State senators said they have been able to scrape together $20 million to help replace South Carolina’s aging bus fleet in next year’s budget, but that amount is lower than what lawmakers set aside for the current year.
And it’s far short of the estimated $34 million that the South Carolina Department of Education says it needs each year to get its aging fleet on a retirement cycle that state law requires.
Earlier this year, the state House of Representatives set aside $12 million for new buses from the Capital Reserve Fund. The Senate on Thursday increased that to $20 million. State Sen. John Scott, D-Richland, said most of the extra funds came as senators learned the S.C. Department of Revenue did not need most of the $6 million it was receiving to enroll people in identity and credit protection programs.

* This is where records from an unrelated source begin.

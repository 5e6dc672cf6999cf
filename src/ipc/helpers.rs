use crate::ipc::error::{err, ok};
use crate::ipc::types::{AppState, Request};
use crate::scoring::ScoringError;
use rusqlite::Connection;

pub struct HandlerErr {
    pub code: &'static str,
    pub message: String,
    pub details: Option<serde_json::Value>,
}

impl HandlerErr {
    pub fn new(code: &'static str, message: impl Into<String>) -> Self {
        Self {
            code,
            message: message.into(),
            details: None,
        }
    }

    pub fn with_details(
        code: &'static str,
        message: impl Into<String>,
        details: serde_json::Value,
    ) -> Self {
        Self {
            code,
            message: message.into(),
            details: Some(details),
        }
    }

    pub fn response(self, id: &str) -> serde_json::Value {
        err(id, self.code, self.message, self.details)
    }
}

impl From<ScoringError> for HandlerErr {
    fn from(e: ScoringError) -> Self {
        // The scoring module has exactly one error kind; keep its code on the wire.
        HandlerErr {
            code: "invalid_input",
            message: e.message,
            details: e.details,
        }
    }
}

pub fn now_rfc3339() -> String {
    chrono::Utc::now().to_rfc3339()
}

/// Runs a handler that needs an open workspace database, mapping the
/// missing-workspace case and handler errors onto wire responses.
pub fn with_db(
    state: &mut AppState,
    req: &Request,
    f: fn(&Connection, &serde_json::Value) -> Result<serde_json::Value, HandlerErr>,
) -> serde_json::Value {
    let Some(conn) = state.db.as_ref() else {
        return err(&req.id, "no_workspace", "select a workspace first", None);
    };
    match f(conn, &req.params) {
        Ok(result) => ok(&req.id, result),
        Err(error) => error.response(&req.id),
    }
}

/// Calendar dates cross the wire as `YYYY-MM-DD`.
pub fn parse_date_param(value: &str, key: &str) -> Result<chrono::NaiveDate, HandlerErr> {
    chrono::NaiveDate::parse_from_str(value.trim(), "%Y-%m-%d").map_err(|_| {
        HandlerErr::new("bad_params", format!("{} must be a YYYY-MM-DD date", key))
    })
}

pub fn get_required_str(params: &serde_json::Value, key: &str) -> Result<String, HandlerErr> {
    params
        .get(key)
        .and_then(|v| v.as_str())
        .map(|s| s.to_string())
        .ok_or_else(|| HandlerErr::new("bad_params", format!("missing {}", key)))
}

pub fn get_opt_str(
    params: &serde_json::Value,
    key: &str,
) -> Result<Option<String>, HandlerErr> {
    match params.get(key) {
        None => Ok(None),
        Some(v) if v.is_null() => Ok(None),
        Some(v) => {
            let Some(s) = v.as_str() else {
                return Err(HandlerErr::new(
                    "bad_params",
                    format!("{} must be string or null", key),
                ));
            };
            Ok(Some(s.to_string()))
        }
    }
}

pub fn get_opt_bool(
    params: &serde_json::Value,
    key: &str,
    default: bool,
) -> Result<bool, HandlerErr> {
    match params.get(key) {
        None => Ok(default),
        Some(v) if v.is_null() => Ok(default),
        Some(v) => v
            .as_bool()
            .ok_or_else(|| HandlerErr::new("bad_params", format!("{} must be a boolean", key))),
    }
}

Scott said the $20 million will allow the Department of Education to buy approximately 240 new buses, but admitted it was not enough. “We’re working really hard to replace South Carolina’s deteriorating fleet,” he told South Carolina Radio Network after the vote. “But you’ve got to remember, as fast we eliminate buses from that (20 years and above) category, there are other buses slowly going into that category.”
In fact, two-thirds of the state fleet are older than the 15 years. That’s significant because a 2007 state law requires the Department of Education to replace 1/15th of its buses each year to avoid that. But lawmakers have not fully funded the estimate $34 million needed since the recession began impacting its budget in 2009. South Carolina is the only state that owns and operates its entire fleet.
However State Sen. Shane Massey, R-Edgefield, said he believes lawmakers could find the money if they made it a priority, noting that the proposed 2014-2014 budget is over $400 million higher than the current fiscal year.
“You have all these other things that people want to fund,” he told South Carolina Radio Network. “Then you get to near the end, and the only way you’re going to find money is to scrounge it up. I just think that we ought to make the safety of transporting children to school and back home a higher priority.”
Massey did say $20 million was much better than the House version, which he said would essentially replace buses every 30 years at that pace.
The additional funds for the buses was passed on a voice vote. Senators voted 33-7 in favor of the overall Capital Reserve Fund expenditures. Most of the “no” votes were over other issues.
The issue of bus purchases will likely come up again once a conference committee of House and Senate members meet to negotiate a final budget in June.